Cette circulaire est marquée par beaucoup d’ambiguïtés, de contradictions, et conduit inévitablement à des conflits et des dangers pour la construction d’une formation initiale de qualité pour les futurs enseignants.
Un texte ambigu
Les ambiguïtés apparaissent dès la lettre d’accompagnement du directeur général pour l’enseignement supérieur et l’insertion professionnelle ( DGESIP), Patrick Hetzel.
En effet, on peut y lire le paragraphe suivant :
« A compter de la session 2011, les étudiants devront justifier de l’obtention d’un master ou d’un titre ou diplôme reconnu équivalent par le ministère de l’éducation nationale, pour pouvoir être recrutés à titre définitif à l’issue des nouveaux concours de recrutement. »
Si le ministère avait voulu indiquer qu’il était nécessaire de posséder un master (ou son équivalence) pour devenir professeur-stagiaire, il aurait fallu parler de la nécessité de posséder un master (ou son équivalence) pour valider la réussite au concours…. En effet, le « recrutement à titre définitif » des enseignants se situe conformément aux décrets du 28 juillet 2009 à l’issue de l’année de stage, avec la titularisation par un jury défini par l’employeur.
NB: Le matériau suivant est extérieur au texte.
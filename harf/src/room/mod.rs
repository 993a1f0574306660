//! Room concurrency layer.
//!
//! Each room runs as its own tokio task owning the [`game::engine::Room`]
//! state exclusively; commands arrive over an mpsc inbox and are applied in
//! arrival order, which is the serialization point for everything in
//! [`crate::game`].
//!
//! [`game::engine::Room`]: crate::game::engine::Room

pub mod actor;
pub mod manager;
pub mod messages;
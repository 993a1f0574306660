//! Integration tests for the HTTP API.
//!
//! Exercises room creation, joining, validation, and error mapping through
//! the full router without binding a socket.

use std::sync::Arc;

use axum::body::Body;
use axum::http::{Request, StatusCode, header};
use harf::Dictionary;
use harf::RoomRegistry;
use http_body_util::BodyExt;
use tokio::time::Duration;
use tower::ServiceExt; // For `oneshot` method

/// Build the router over an in-memory dictionary.
fn create_test_server() -> axum::Router {
    let dictionary = Arc::new(
        Dictionary::from_word_lists("كتب", "كتب\nلتب\nكتف").expect("test word lists are valid"),
    );
    let registry = RoomRegistry::new(dictionary, Duration::from_millis(100));
    harf_server::api::create_router(harf_server::api::AppState { registry })
}

fn post_json(uri: &str, body: serde_json::Value) -> Request<Body> {
    Request::builder()
        .method("POST")
        .uri(uri)
        .header(header::CONTENT_TYPE, "application/json")
        .body(Body::from(body.to_string()))
        .unwrap()
}

async fn json_body(response: axum::response::Response) -> serde_json::Value {
    let bytes = response.into_body().collect().await.unwrap().to_bytes();
    serde_json::from_slice(&bytes).unwrap()
}

#[tokio::test]
async fn health_check_reports_room_count() {
    let app = create_test_server();

    let request = Request::builder()
        .uri("/health")
        .body(Body::empty())
        .unwrap();
    let response = app.oneshot(request).await.unwrap();

    assert_eq!(response.status(), StatusCode::OK);
    let body = json_body(response).await;
    assert_eq!(body["status"], "healthy");
    assert_eq!(body["rooms"], 0);
}

#[tokio::test]
async fn create_room_returns_code_and_player_id() {
    let app = create_test_server();

    let response = app
        .oneshot(post_json("/api/rooms", serde_json::json!({"name": "Amal"})))
        .await
        .unwrap();

    assert_eq!(response.status(), StatusCode::CREATED);
    let body = json_body(response).await;
    assert_eq!(body["ok"], true);
    let code = body["room_code"].as_str().unwrap();
    assert_eq!(code.len(), 4);
    assert!(body["player_id"].as_str().is_some());
}

#[tokio::test]
async fn join_room_seats_a_second_player() {
    let app = create_test_server();

    let response = app
        .clone()
        .oneshot(post_json("/api/rooms", serde_json::json!({"name": "Amal"})))
        .await
        .unwrap();
    let created = json_body(response).await;
    let code = created["room_code"].as_str().unwrap();

    let response = app
        .oneshot(post_json(
            &format!("/api/rooms/{code}/join"),
            serde_json::json!({"name": "Badr"}),
        ))
        .await
        .unwrap();

    assert_eq!(response.status(), StatusCode::OK);
    let body = json_body(response).await;
    assert_eq!(body["ok"], true);
    assert_eq!(body["room_code"], code);
    assert_ne!(body["player_id"], created["player_id"]);
}

#[tokio::test]
async fn join_is_case_insensitive_on_room_code() {
    let app = create_test_server();

    let response = app
        .clone()
        .oneshot(post_json("/api/rooms", serde_json::json!({"name": "Amal"})))
        .await
        .unwrap();
    let created = json_body(response).await;
    let code = created["room_code"].as_str().unwrap().to_lowercase();

    let response = app
        .oneshot(post_json(
            &format!("/api/rooms/{code}/join"),
            serde_json::json!({"name": "Badr"}),
        ))
        .await
        .unwrap();
    assert_eq!(response.status(), StatusCode::OK);
}

#[tokio::test]
async fn joining_a_missing_room_is_404() {
    let app = create_test_server();

    let response = app
        .oneshot(post_json(
            "/api/rooms/ZZZZ/join",
            serde_json::json!({"name": "Badr"}),
        ))
        .await
        .unwrap();

    assert_eq!(response.status(), StatusCode::NOT_FOUND);
    let body = json_body(response).await;
    assert_eq!(body["ok"], false);
    assert_eq!(body["code"], "not_found");
}

#[tokio::test]
async fn room_caps_at_four_players() {
    let app = create_test_server();

    let response = app
        .clone()
        .oneshot(post_json("/api/rooms", serde_json::json!({"name": "Amal"})))
        .await
        .unwrap();
    let created = json_body(response).await;
    let code = created["room_code"].as_str().unwrap().to_string();

    for name in ["Badr", "Dana", "Fadi"] {
        let response = app
            .clone()
            .oneshot(post_json(
                &format!("/api/rooms/{code}/join"),
                serde_json::json!({"name": name}),
            ))
            .await
            .unwrap();
        assert_eq!(response.status(), StatusCode::OK);
    }

    let response = app
        .oneshot(post_json(
            &format!("/api/rooms/{code}/join"),
            serde_json::json!({"name": "Ghad"}),
        ))
        .await
        .unwrap();
    assert_eq!(response.status(), StatusCode::CONFLICT);
    let body = json_body(response).await;
    assert_eq!(body["code"], "conflict");
}

#[tokio::test]
async fn blank_and_oversized_names_are_rejected() {
    let app = create_test_server();

    let response = app
        .clone()
        .oneshot(post_json("/api/rooms", serde_json::json!({"name": "   "})))
        .await
        .unwrap();
    assert_eq!(response.status(), StatusCode::BAD_REQUEST);

    let long_name = "x".repeat(30);
    let response = app
        .oneshot(post_json(
            "/api/rooms",
            serde_json::json!({"name": long_name}),
        ))
        .await
        .unwrap();
    assert_eq!(response.status(), StatusCode::BAD_REQUEST);
}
La formulation employée ici peut vouloir dire que les reçus aux concours pourront pendant leur année de stage « rattraper » certaines parties du master qu’ils n’auraient pas obtenu avant (par exemple, le mémoire, certains modules, voire le stage !) avant d’être recrutés « à titre définitif » par le jury de titularisation.
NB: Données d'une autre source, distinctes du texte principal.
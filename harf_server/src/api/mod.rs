//! HTTP/WebSocket API for the word-game server.
//!
//! # Endpoints
//!
//! - `POST /api/rooms` - Create a room and seat the host
//! - `POST /api/rooms/{code}/join` - Join an existing room
//! - `GET  /ws/{code}?player_id=<uuid>` - Real-time game connection
//! - `GET  /health` - Server health status
//!
//! Room creation and joining happen over HTTP so the client holds a
//! `player_id` before opening the WebSocket; everything in-game flows over
//! the socket.
//!
//! # CORS
//!
//! CORS is configured permissively for development. In production, configure
//! appropriate origins, methods, and headers.

pub mod rooms;
pub mod websocket;

use axum::{
    Router,
    extract::State,
    http::StatusCode,
    response::{IntoResponse, Json},
    routing::{get, post},
};
use harf::{GameError, RoomRegistry, game::entities::ErrorKind};
use serde_json::json;
use tower_http::cors::CorsLayer;

/// Application state shared across all HTTP handlers and WebSocket
/// connections. Cheap to clone; the registry is internally shared.
#[derive(Clone)]
pub struct AppState {
    pub registry: RoomRegistry,
}

/// Create the complete API router with all endpoints and middleware.
pub fn create_router(state: AppState) -> Router {
    Router::new()
        .route("/health", get(health_check))
        .route("/api/rooms", post(rooms::create_room))
        .route("/api/rooms/{code}/join", post(rooms::join_room))
        .route("/ws/{code}", get(websocket::websocket_handler))
        .layer(CorsLayer::permissive())
        .with_state(state)
}

/// Map a game error onto an HTTP status code and a JSON error body.
pub fn error_response(error: &GameError) -> (StatusCode, Json<serde_json::Value>) {
    let status = match error.kind() {
        ErrorKind::NotFound => StatusCode::NOT_FOUND,
        ErrorKind::Unauthorized => StatusCode::FORBIDDEN,
        ErrorKind::InvalidInput => StatusCode::BAD_REQUEST,
        ErrorKind::StaleState | ErrorKind::Conflict => StatusCode::CONFLICT,
        ErrorKind::Expired => StatusCode::GONE,
        ErrorKind::Internal => StatusCode::INTERNAL_SERVER_ERROR,
    };
    let body = json!({
        "ok": false,
        "code": error.kind(),
        "message": error.to_string(),
    });
    (status, Json(body))
}

/// Health check endpoint for monitoring and load balancers.
async fn health_check(State(state): State<AppState>) -> impl IntoResponse {
    let response = json!({
        "status": "healthy",
        "version": env!("CARGO_PKG_VERSION"),
        "rooms": state.registry.room_count().await,
        "timestamp": chrono::Utc::now().to_rfc3339(),
    });
    (StatusCode::OK, Json(response))
}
Une autre ambiguïté du texte réside dans la multiplicité des tâches fixées l’étudiant pendant les deux années de « master ». Le master en deux ans devrait préparer aux épreuves écrites et orales des concours, donner des compétences professionnelles pour prendre une classe dès la rentrée suivante, rédiger un mémoire de recherche, développer leurs connaissances disciplinaires, suivre des stages sur le terrain, notamment en responsabilité, sans oublier « l’ouverture internationale ( maîtrise et certification d’une langue étrangère, notamment par le biais du CLES, dispositifs de mobilité incluant notamment la possibilité d’effectuer des stages à l’étranger…) indispensable à l’insertion dans l’espace européen de l’enseignement supérieur. » Il est pourtant connu que définir trop de tâches ne peut que conduire au fait qu’aucune ne sera véritablement remplie.
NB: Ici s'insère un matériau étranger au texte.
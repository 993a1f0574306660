//! VAR challenges: dispute the last accepted move and put it to a vote.
//!
//! A challenge freezes normal play (phase moves to `Var`), gives the accused
//! a window to explain, then opens a vote among everyone except the accused.
//! All timing is swept by the room actor's tick against `expires_at`; no
//! timer tasks are spawned, so a session that has been discarded can never
//! fire.

use std::collections::HashMap;

use chrono::{DateTime, Duration, Utc};
use serde::{Deserialize, Serialize};
use uuid::Uuid;

use super::{
    MIN_VAR_PLAYERS, deck,
    engine::Room,
    entities::{GameError, GameEvent, GamePhase, MoveRecord, PlayerId, VarReason},
};

/// A single voter's verdict on the disputed move.
#[derive(Clone, Copy, Debug, Deserialize, Eq, PartialEq, Serialize)]
#[serde(rename_all = "snake_case")]
pub enum VoteChoice {
    Accept,
    Reject,
}

/// Where the session currently is in its two-stage flow.
#[derive(Clone, Copy, Debug, Deserialize, Eq, PartialEq, Serialize)]
#[serde(rename_all = "snake_case")]
pub enum VarStatus {
    AwaitingExplanation,
    Voting,
}

/// An open challenge against the last accepted move.
///
/// The eligible voter set and the threshold are snapshotted at creation and
/// never change, even if the roster does. The challenger's reject vote is
/// recorded at creation; opening a challenge is itself a vote against the
/// move.
#[derive(Clone, Debug, Deserialize, PartialEq, Serialize)]
pub struct VarSession {
    pub id: Uuid,
    pub challenger_id: PlayerId,
    pub accused_id: PlayerId,
    /// The disputed move, copied out of history so a rollback does not
    /// depend on the log staying put.
    pub disputed: MoveRecord,
    pub status: VarStatus,
    pub explanation: Option<String>,
    pub eligible_voter_ids: Vec<PlayerId>,
    pub votes: HashMap<PlayerId, VoteChoice>,
    /// Votes on one side needed for an outright majority:
    /// `eligible / 2 + 1`.
    pub needed_to_win: usize,
    pub started_at: DateTime<Utc>,
    /// Deadline of the current stage, re-armed when voting opens.
    pub expires_at: DateTime<Utc>,
}

impl VarSession {
    fn tally(&self) -> (usize, usize) {
        let accept = self
            .votes
            .values()
            .filter(|v| **v == VoteChoice::Accept)
            .count();
        (accept, self.votes.len() - accept)
    }
}

impl Room {
    /// Open a challenge against the last accepted move. Spends the
    /// challenger's once-per-game token and moves the room into the `Var`
    /// phase, freezing the turn clock.
    pub fn start_challenge(
        &mut self,
        challenger_id: PlayerId,
        now: DateTime<Utc>,
    ) -> Result<(), GameError> {
        if self.players.len() < MIN_VAR_PLAYERS {
            return Err(GameError::NotEnoughPlayers(MIN_VAR_PLAYERS));
        }
        if self.state.phase != GamePhase::InGame {
            return Err(GameError::NotRunning);
        }
        if self.state.var_session.is_some() {
            return Err(GameError::VarActive);
        }
        if !self.state.settings.allow_var {
            return Err(GameError::VarDisabled);
        }
        let challenger = self
            .player(challenger_id)
            .ok_or(GameError::PlayerNotFound)?;
        let disputed = self
            .state
            .last_valid_move()
            .cloned()
            .ok_or(GameError::NoChallengeableMove)?;
        if disputed.player_id == challenger_id {
            return Err(GameError::OwnMove);
        }
        if challenger.has_used_var {
            return Err(GameError::VarTokenSpent);
        }

        let accused_id = disputed.player_id;
        let eligible_voter_ids: Vec<PlayerId> = self
            .players
            .iter()
            .map(|p| p.id)
            .filter(|id| *id != accused_id)
            .collect();
        let needed_to_win = eligible_voter_ids.len() / 2 + 1;
        let mut votes = HashMap::new();
        votes.insert(challenger_id, VoteChoice::Reject);

        if let Some(challenger) = self.players.iter_mut().find(|p| p.id == challenger_id) {
            challenger.has_used_var = true;
        }
        self.state.var_session = Some(VarSession {
            id: Uuid::new_v4(),
            challenger_id,
            accused_id,
            disputed,
            status: VarStatus::AwaitingExplanation,
            explanation: None,
            eligible_voter_ids,
            votes,
            needed_to_win,
            started_at: now,
            expires_at: now
                + Duration::seconds(self.state.settings.var_explanation_duration as i64),
        });
        self.state.phase = GamePhase::Var;
        self.state.push_event(GameEvent::VarStarted {
            challenger_id,
            accused_id,
        });
        log::info!(
            "room {}: {challenger_id} challenged {accused_id}'s move",
            self.code
        );
        Ok(())
    }

    /// The accused defends their move. Closes the explanation window early
    /// and opens voting with a fresh deadline.
    pub fn submit_explanation(
        &mut self,
        player_id: PlayerId,
        explanation: String,
        now: DateTime<Utc>,
    ) -> Result<(), GameError> {
        let vote_duration = self.state.settings.var_vote_duration;
        let session = self
            .state
            .var_session
            .as_mut()
            .ok_or(GameError::NoVarSession)?;
        if session.accused_id != player_id {
            return Err(GameError::NotAccused);
        }
        if session.status != VarStatus::AwaitingExplanation {
            return Err(GameError::NotAwaitingExplanation);
        }
        if now >= session.expires_at {
            return Err(GameError::VarExpired);
        }
        session.explanation = Some(explanation);
        session.status = VarStatus::Voting;
        session.expires_at = now + Duration::seconds(vote_duration as i64);
        self.state.push_event(GameEvent::VarVotingOpened);
        Ok(())
    }

    /// Record a vote and resolve the session as soon as the outcome is
    /// certain: an outright majority either way, or the full eligible set
    /// having voted (ties uphold the move).
    pub fn vote(
        &mut self,
        player_id: PlayerId,
        choice: VoteChoice,
        now: DateTime<Utc>,
    ) -> Result<(), GameError> {
        let session = self
            .state
            .var_session
            .as_mut()
            .ok_or(GameError::NoVarSession)?;
        if session.status != VarStatus::Voting {
            return Err(GameError::NotVoting);
        }
        if now >= session.expires_at {
            return Err(GameError::VarExpired);
        }
        if !session.eligible_voter_ids.contains(&player_id) {
            return Err(GameError::NotEligible);
        }
        if session.votes.contains_key(&player_id) {
            return Err(GameError::AlreadyVoted);
        }
        session.votes.insert(player_id, choice);

        let (accept, reject) = session.tally();
        let needed = session.needed_to_win;
        let all_voted = session.votes.len() == session.eligible_voter_ids.len();
        if accept >= needed {
            self.resolve_var(true, VarReason::Majority, now);
        } else if reject >= needed {
            self.resolve_var(false, VarReason::Majority, now);
        } else if all_voted {
            self.resolve_var(true, VarReason::AllVoted, now);
        }
        Ok(())
    }

    /// Advance an expired session stage. Explanation expiry opens voting;
    /// voting expiry resolves with whatever votes are in (ties uphold).
    /// Returns whether anything fired.
    pub fn sweep_var_timer(&mut self, now: DateTime<Utc>) -> bool {
        if self.state.phase != GamePhase::Var {
            return false;
        }
        let vote_duration = self.state.settings.var_vote_duration;
        let Some(session) = self.state.var_session.as_mut() else {
            return false;
        };
        if now < session.expires_at {
            return false;
        }
        match session.status {
            VarStatus::AwaitingExplanation => {
                session.status = VarStatus::Voting;
                session.expires_at = now + Duration::seconds(vote_duration as i64);
                self.state.push_event(GameEvent::VarVotingOpened);
            }
            VarStatus::Voting => {
                let (_, reject) = session.tally();
                let accepted = reject < session.needed_to_win;
                self.resolve_var(accepted, VarReason::Timeout, now);
            }
        }
        true
    }

    /// Close out the session: record the verdict, roll back on rejection,
    /// and resume play with a fresh turn clock. Taking the session out of
    /// the state makes resolution single-shot.
    fn resolve_var(&mut self, accepted: bool, reason: VarReason, now: DateTime<Utc>) {
        let Some(session) = self.state.var_session.take() else {
            return;
        };
        let (accept_votes, reject_votes) = session.tally();

        if !accepted {
            self.state.center_word = Some(session.disputed.before.clone());
            if let Some(accused) = self
                .players
                .iter_mut()
                .find(|p| p.id == session.accused_id)
            {
                // Return the disputed card by identity, never as a copy.
                if !accused.hand.iter().any(|c| c.id == session.disputed.card.id) {
                    accused.hand.push(session.disputed.card);
                }
                accused.hand.push(deck::draw_card());
            }
        }

        self.state.history.push(
            super::entities::HistoryEntry::VarResult {
                accepted,
                reason,
                accept_votes,
                reject_votes,
                disputed: session.disputed,
                at: now,
            },
        );
        self.state.phase = GamePhase::InGame;
        self.state.turn_started_at = Some(now);
        self.state.push_event(GameEvent::VarResolved { accepted });
        log::info!(
            "room {}: VAR resolved, move {}",
            self.code,
            if accepted { "upheld" } else { "rejected" }
        );
    }
}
Vouloir toutes les mener relève de la quadrature du cercle et est bien loin de ce que doit être une véritable formation professionnelle initiale.
On en peut d’ailleurs qu’être interrogatif à l’absence quasi totale d’une référence aux conditions de préparation des épreuves écrites des concours. Alors qu’aujourd’hui, la préparation aux épreuves écrites du concours occupe tant pour le concours de professeur des écoles que pour les concours du second degré, autour de 400 heures, rien ne figure dans la circulaire de cadrage concernant cette préparation qui concerne pourtant la partie la plus sélective des concours.
Est-ce que cela indique que la préparation aux épreuves écrites ne doit pas faire partie des obligations concernant le contenu des masters ouverts aux étudiants se destinant aux métiers de l’enseignement alors que ces épreuves ont été annoncées en début de M2 lors de la présentation de « réforme de la formation des enseignants » par les deux ministres concernés (septembre pour les Professeurs des écoles, décembre pour les concours du second degré…) ?
Veut-on laisser à des officines privées qui fonctionneraient pendant les vacances d’été la préparation à ces épreuves écrites ?
Ne pas évoquer le temps qui doit être consacré à la préparation des épreuves écrites d’admissibilité qui éliminent – faut-il le rappeler – la majorité des candidats aux concours de recrutement d’enseignants enlève de la crédibilité à cette circulaire, comme d’ailleurs les seules phrases où figurent les termes « épreuves écrites d’admissibilité » : « Quant aux périodes séparant les épreuves écrites d’admissibilité des résultats, elles pourront être mises à profit pour compléter la formation aux méthodologies de la recherche, favoriser l’ouverture internationale, etc. » ( pendant le mois des septembre, entre décembre et janvier… Tout cela est très crédible !)
De nombreuses contradictions
Les contradictions dans la circulaire abondent concernant, par exemple, le mémoire de recherche. Qu’on en juge par ces extraits :
« Offrir à chaque étudiant une initiation à la recherche qui devra se traduire par la réalisation d’un travail de recherche individuel et collectif. »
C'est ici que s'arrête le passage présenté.